Keywords

1 Introduction

These days the term IoT, which describes physical objects—“things”—connected to the Internet, is often used. At the same time Cyber-Physical Systems (CPS) [1, 2], which is closely related to the IoT, is also getting a lot of attention. CPS is about attaching many sensors to objects to be controlled in the real world, such as people and cars, and analyzing the data collected by these devices in cyberspace and feeding it back to the objects for more optimal control. These technologies will enable a variety of services that have never been available before.

In order to realize CPS/IoT society, a secure and safe networked relationship is needed to communicate. However, with new technology comes the risk of new cyber-attacks, for example, Advanced Persistent Threats (APTs) [3]. They target a specific individual or organization and continuously attack it with a combination of suitable attacks. Because they require a large amount of resources, these attacks are often carried out by huge organizations and have a significant impact on society. Since new technologies such as IoT and CPS have only been created for a short period of time, the vulnerabilities are undiscovered and the risk of a zero-day attacks to exploit them before a fix or countermeasure patch is made is high. APTs are often a combination of these zero-day attacks and are highly dangerous.
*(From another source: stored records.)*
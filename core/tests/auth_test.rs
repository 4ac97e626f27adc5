use pdl::ops::{CredentialReply, SyncStatus};
use std::sync::Arc;

use crate::common::{
    auth_catalog, branch_set, create_coordinator, create_test_dir, names, RecordingVcs,
    ScriptedModal,
};

mod common;

const USER: &str = "ut@dev";
const PASSWORD: &str = "p@ss word";
const ENCODED_PASSWORD: &str = "p%40ss%20word";

fn assert_no_password(logs: &[String]) {
    for line in logs {
        assert!(!line.contains(PASSWORD), "password leaked: {}", line);
        assert!(!line.contains(ENCODED_PASSWORD), "password leaked: {}", line);
    }
}

/// Test content:
///     1. credentials typed for an auth-only project reach the clone url
///     2. the clone fails and echoes the url, the log never shows the password
#[test]
fn sync_with_credentials_hides_password() {
    let path = create_test_dir("sync_with_credentials_hides_password");
    let catalog = auth_catalog("os-config");

    let vcs = Arc::new(RecordingVcs::default());
    let modal = ScriptedModal::with_credentials(CredentialReply::provided(USER, PASSWORD));
    let mut coordinator = create_coordinator(&path, &catalog, vcs.clone(), modal, 2);
    coordinator.sync(&names(&["os-config"])).unwrap();
    coordinator.run_until_idle();

    let urls = vcs.clone_urls.lock().unwrap().clone();
    assert_eq!(urls.len(), 1);
    assert!(urls[0].starts_with("https://ut%40dev:"));
    assert!(urls[0].contains(ENCODED_PASSWORD));

    assert_eq!(coordinator.modal().prompts, vec!["credentials:os-config"]);
    assert_eq!(
        coordinator.project("os-config").unwrap().sync_status,
        SyncStatus::Failed
    );
    assert!(coordinator.sink().has_log("403"));
    assert_no_password(&coordinator.sink().logs.borrow());

    drop(coordinator);
    std::fs::remove_dir_all(&path).unwrap();
}

/// Test content:
///     1. branch query on an auth-only project asks for credentials
///     2. `ls-remote` gets the credential url and the heads are stored
#[test]
fn query_branches_with_credentials() {
    let path = create_test_dir("query_branches_with_credentials");
    let catalog = auth_catalog("os-config");

    let vcs = Arc::new(RecordingVcs::with_heads(&["main", "uos"]));
    let modal = ScriptedModal::with_credentials(CredentialReply::provided(USER, PASSWORD));
    let mut coordinator = create_coordinator(&path, &catalog, vcs.clone(), modal, 2);
    coordinator.query_branches(&names(&["os-config"])).unwrap();
    coordinator.run_until_idle();

    let urls = vcs.remote_urls.lock().unwrap().clone();
    assert_eq!(urls.len(), 1);
    assert!(urls[0].starts_with("https://ut%40dev:"));
    assert_eq!(coordinator.modal().prompts, vec!["credentials:os-config"]);
    assert_eq!(
        coordinator.project("os-config").unwrap().available_branches,
        branch_set(&["main", "uos"])
    );

    drop(coordinator);
    std::fs::remove_dir_all(&path).unwrap();
}

/// Test content:
///     1. cancelling the prompt skips `ls-remote` entirely
///     2. a failing `ls-remote` after authentication is logged without the password
#[test]
fn query_branches_cancelled_or_failed() {
    let path = create_test_dir("query_branches_cancelled_or_failed");
    let catalog = auth_catalog("os-config");
    let project = names(&["os-config"]);

    let vcs = Arc::new(RecordingVcs::with_heads(&["main"]));
    let mut coordinator =
        create_coordinator(&path, &catalog, vcs.clone(), ScriptedModal::default(), 2);
    coordinator.query_branches(&project).unwrap();
    coordinator.run_until_idle();

    assert!(vcs.remote_urls.lock().unwrap().is_empty());
    assert!(coordinator.sink().has_log("[cancelled]"));
    assert!(coordinator.project("os-config").unwrap().available_branches.is_empty());
    drop(coordinator);

    let vcs = Arc::new(RecordingVcs::default());
    let modal = ScriptedModal::with_credentials(CredentialReply::provided(USER, PASSWORD));
    let mut coordinator = create_coordinator(&path, &catalog, vcs.clone(), modal, 2);
    coordinator.query_branches(&project).unwrap();
    coordinator.run_until_idle();

    assert_eq!(vcs.remote_urls.lock().unwrap().len(), 1);
    assert!(coordinator.sink().has_log("query remote branches failed"));
    assert_no_password(&coordinator.sink().logs.borrow());

    drop(coordinator);
    std::fs::remove_dir_all(&path).unwrap();
}
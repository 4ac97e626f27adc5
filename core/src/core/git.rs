use anyhow::Context;
use std::collections::BTreeSet;
use std::path::Path;

use crate::core::repo::redact_url;
use crate::utils::cmd::{exec_cmd, exec_cmd_with_progress};
use crate::utils::error::PdlResult;

/// Version control operations the engine needs.
///
/// Every call blocks until the underlying process exits.
pub trait Vcs: Send + Sync {
    /// clone `url` into `dest`, reporting each progress line
    fn clone_repo(&self, url: &str, dest: &Path, on_line: &mut dyn FnMut(&str)) -> PdlResult;

    fn fetch_all(&self, path: &Path) -> PdlResult;

    /// checkout an existing local branch
    fn checkout(&self, path: &Path, branch: &str) -> PdlResult;

    /// create a local branch tracking `origin/<branch>`
    fn checkout_tracking(&self, path: &Path, branch: &str) -> PdlResult;

    fn current_branch(&self, path: &Path) -> PdlResult<String>;

    fn is_dirty(&self, path: &Path) -> PdlResult<bool>;

    /// drop every local modification and untracked file
    fn discard_changes(&self, path: &Path) -> PdlResult;

    /// local and remote-tracking branches, `origin/` stripped, sorted
    fn list_branches(&self, path: &Path) -> PdlResult<Vec<String>>;

    /// branch heads advertised by `url`
    fn remote_heads(&self, url: &str) -> PdlResult<Vec<String>>;
}

/// [`Vcs`] backed by the `git` executable on PATH.
#[derive(Debug, Clone, Copy, Default)]
pub struct GitCli;

impl Vcs for GitCli {
    fn clone_repo(&self, url: &str, dest: &Path, on_line: &mut dyn FnMut(&str)) -> PdlResult {
        clone(url, dest, on_line)
    }

    fn fetch_all(&self, path: &Path) -> PdlResult {
        fetch_all(path)
    }

    fn checkout(&self, path: &Path, branch: &str) -> PdlResult {
        checkout(path, &["checkout", branch])
    }

    fn checkout_tracking(&self, path: &Path, branch: &str) -> PdlResult {
        let remote_branch = format!("origin/{}", branch);
        checkout(path, &["checkout", "-b", branch, &remote_branch])
    }

    fn current_branch(&self, path: &Path) -> PdlResult<String> {
        get_current_branch(path)
    }

    fn is_dirty(&self, path: &Path) -> PdlResult<bool> {
        Ok(!get_status_porcelain(path)?.trim().is_empty())
    }

    fn discard_changes(&self, path: &Path) -> PdlResult {
        reset_hard(path)?;
        clean(path)
    }

    fn list_branches(&self, path: &Path) -> PdlResult<Vec<String>> {
        get_all_branches(path)
    }

    fn remote_heads(&self, url: &str) -> PdlResult<Vec<String>> {
        ls_remote_heads(url)
    }
}

pub fn is_repository(path: impl AsRef<Path>) -> PdlResult {
    if path.as_ref().join(".git").is_dir() {
        let args = ["rev-parse", "--show-cdup"];
        if let Ok(output) = exec_cmd(path, "git", &args) {
            if output.trim().is_empty() {
                return Ok(());
            }
        }
    }

    Err(anyhow::anyhow!("repository not found!"))
}

pub fn clone(url: &str, dest: &Path, on_line: &mut dyn FnMut(&str)) -> PdlResult {
    let parent = dest.parent().unwrap_or_else(|| Path::new("."));
    std::fs::create_dir_all(parent)
        .with_context(|| format!("create directory {} failed", parent.display()))?;

    let Some(name) = dest.file_name().map(|n| n.to_string_lossy()) else {
        anyhow::bail!("invalid clone destination {}", dest.display());
    };
    let args = ["clone", "--progress", url, &name];
    let display = format!("git clone --progress {} {}", redact_url(url), name);
    exec_cmd_with_progress(parent, "git", &args, &display, on_line)
}

pub fn fetch_all(path: impl AsRef<Path>) -> PdlResult {
    let args = ["fetch", "--all"];
    exec_cmd(path, "git", &args)
        .map(|_| ())
        .context("git fetch --all failed")
}

pub fn checkout(path: impl AsRef<Path>, args: &[&str]) -> PdlResult {
    exec_cmd(path, "git", args).map(|_| ())
}

pub fn get_current_branch(path: impl AsRef<Path>) -> PdlResult<String> {
    is_repository(&path)?;
    let args = ["branch", "--show-current"];
    let output = exec_cmd(&path, "git", &args)?;

    match output.trim().lines().next() {
        Some(branch) if !branch.trim().is_empty() => Ok(branch.trim().to_string()),
        _ => Err(anyhow::anyhow!("current branch not found.")),
    }
}

pub fn get_status_porcelain(path: impl AsRef<Path>) -> PdlResult<String> {
    let args = ["status", "--porcelain"];
    exec_cmd(path, "git", &args)
}

pub fn reset_hard(path: impl AsRef<Path>) -> PdlResult {
    let args = ["reset", "--hard", "HEAD"];
    exec_cmd(path, "git", &args)
        .map(|_| ())
        .context("git reset --hard HEAD failed")
}

pub fn clean(path: impl AsRef<Path>) -> PdlResult {
    let args = ["clean", "-fd"];
    exec_cmd(path, "git", &args)
        .map(|_| ())
        .context("git clean -fd failed")
}

pub fn get_all_branches(path: impl AsRef<Path>) -> PdlResult<Vec<String>> {
    let args = ["branch", "-a"];
    let output = exec_cmd(path, "git", &args)?;
    Ok(parse_branch_list(&output))
}

pub fn ls_remote_heads(url: &str) -> PdlResult<Vec<String>> {
    // abort stalled transfers instead of hanging the worker
    let args = [
        "-c",
        "http.lowSpeedLimit=1",
        "-c",
        "http.lowSpeedTime=30",
        "ls-remote",
        "--heads",
        url,
    ];
    let output = exec_cmd(std::env::temp_dir(), "git", &args)
        .with_context(|| format!("git ls-remote --heads {} failed", redact_url(url)))?;
    Ok(parse_remote_heads(&output))
}

/// Parse `git branch -a` output into plain branch names.
pub(crate) fn parse_branch_list(output: &str) -> Vec<String> {
    output
        .lines()
        .map(|line| line.trim_start_matches(&['*', '+'][..]).trim())
        .filter(|line| !line.is_empty() && !line.contains("->") && !line.starts_with('('))
        .map(|line| {
            line.trim_start_matches("remotes/origin/")
                .trim_start_matches("origin/")
                .to_string()
        })
        .filter(|branch| branch != "HEAD")
        .collect::<BTreeSet<_>>()
        .into_iter()
        .collect()
}

/// Parse `git ls-remote --heads` output (`<oid>\trefs/heads/<name>`).
pub(crate) fn parse_remote_heads(output: &str) -> Vec<String> {
    output
        .lines()
        .filter_map(|line| line.split_once('\t'))
        .filter_map(|(_, reference)| reference.trim().strip_prefix("refs/heads/"))
        .map(str::to_string)
        .collect::<BTreeSet<_>>()
        .into_iter()
        .collect()
}

#[cfg(test)]
mod tests {
    use super::*;

    #[test]
    fn branch_list_strips_remotes_and_head() {
        let output = "* develop\n  master\n  remotes/origin/HEAD -> origin/master\n  remotes/origin/master\n  remotes/origin/release/1.0\n";
        assert_eq!(
            parse_branch_list(output),
            vec!["develop", "master", "release/1.0"]
        );
    }

    #[test]
    fn branch_list_skips_detached_head() {
        let output = "* (HEAD detached at 1a2b3c4)\n  master\n";
        assert_eq!(parse_branch_list(output), vec!["master"]);
    }

    #[test]
    fn remote_heads_parsed_and_sorted() {
        let output = "1111\trefs/heads/master\n2222\trefs/heads/develop/eagle\n3333\trefs/tags/1.0\n";
        assert_eq!(parse_remote_heads(output), vec!["develop/eagle", "master"]);
    }
}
This attack could allow the attacker to take ownership of the cloud to send signals to the device.

In this paper, we propose Moving Target Defense (MTD) [4] as a strategy for the administrator of the cloud which is vulnerable to APT and may be controlled by the attacker. Furthermore, we model a situation in which the device decides whether to trust a command from the cloud controlled by the defender using MTD or the static attacker, and find a Gestalt Nash equilibrium (GNE) through game-theoretic analysis. We clarify that MTD is an effective strategy in this situation. We created a proposed model using the CloudControl game [5, 6]. This game consists of the signaling game and the FlipIt game. The signaling game is a typical incomplete information dynamics game, which have been developed based on the study of two-player language game [7]. Many studies have utilized this game to model various security situations [8,9,10,11]. The Flipit game is a recently created game in response to the development of cloud systems [12]. This game is suited for studying systems attacked by APTs [13,14,15,16,17,18,19].

Because APTs persistently attack the system, we believe that the defenders can count backwards the time that the defenders have moved since the system’s IDs and passwords are no longer available. The attacker should use this information to conduct a dynamic attack. However, the proposed models in [5, 6] used simple and static attacker and defender strategies in the FlipIt game. Van Dijk proposed LM Attacker (LMA) and Defender playing with Exponential Distribution (DED) as dynamic strategies for attackers and defenders in the FlipIt game, respectively [12]. And Hyodo proposed the CloudControl game model that uses the above dynamic strategies in the FlipIt game and proved that GNE exists in the proposed model [20].

In this paper, we show that there is an effective strategy called Moving Target Defense (MTD) in addition to the defender’s strategy in the FlipIt game proposed in [12], and we propose the CloudControl game model using that strategy. We also show that GNE is present in that model as well. This can guide the optimal action of defenders and IoT devices against attackers (APTs) who launch advanced attacks. The results of this study will be useful for cyber-insurance, commercial investment and corporate policies.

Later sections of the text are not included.